I bought a “new” computer this week — motherboard, processor, memory, and video card — because I have been experiencing memory pressure on some of my work loads lately and I really didn’t want to go over 16 GB of non-ECC RAM. My old processor and chipset (Intel Core i5-2300 on H67) didn’t support ECC RAM, so I needed to upgrade the whole shebang. I wound up selecting an Intel Xeon e5-2620 v4 8-core processor, 32 GB of Crucial RAM, and an ASRock Fatal1ty X99X Killer (I know, I know) motherboard, with an MSI GeForce GT 710 video adapter. The processor, motherboard, and RAM were purchased for performance and power consumption, the video adapter was purchased based primarily on power consumption; it seems very difficult to buy a truly low-power desktop card these days, and my GPU usage is quite minimal. Unfortunately, this system was not as plug-and-play as I had hoped, and this is the story of the problem and how I’ve (hopefully) fixed it.

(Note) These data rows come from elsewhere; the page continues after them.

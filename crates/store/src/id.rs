//! Task id generation.
//!
//! Ids look like `task_1726539900000_k3j9x0a2b`: a Unix millisecond
//! timestamp followed by nine lowercase base-36 characters drawn from a v4
//! UUID.

use chrono::{DateTime, Utc};
use devboard_protocol::TaskId;
use uuid::Uuid;

const SUFFIX_LEN: usize = 9;
const BASE36: &[u8; 36] = b"0123456789abcdefghijklmnopqrstuvwxyz";

/// Generates a new task id for a task created at `now`.
///
/// # Examples
///
/// ```
/// use chrono::Utc;
/// use devboard_store::generate_task_id;
///
/// let id = generate_task_id(Utc::now());
/// assert!(id.as_str().starts_with("task_"));
/// ```
#[must_use]
pub fn generate_task_id(now: DateTime<Utc>) -> TaskId {
    TaskId::new(format!(
        "task_{}_{}",
        now.timestamp_millis(),
        random_suffix()
    ))
}

fn random_suffix() -> String {
    let mut bits = Uuid::new_v4().as_u128();
    (0..SUFFIX_LEN)
        .map(|_| {
            // The low bits of a v4 uuid are all random.
            let digit = (bits % 36) as usize;
            bits /= 36;
            char::from(BASE36[digit])
        })
        .collect()
}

Things seemed to start off well, with the machine performing as expected (each core seems to perform similarly to, or maybe about 5% faster than, each core in my i5-2300 for loads I care about, but there are twice as many cores plus twice as many again hyperthreading contexts). The first thing I did upon receipt was update the BIOS (as I had read that some X99 boards required update for Broadwell CPUs, although it did boot to BIOS and update itself without any trouble — props to ASRock for that, by the way, network update from BIOS was convenient), and before swapping the boards I had installed a 4.8.0 kernel from Debian Jessie backports. Initial power up was no trouble at all.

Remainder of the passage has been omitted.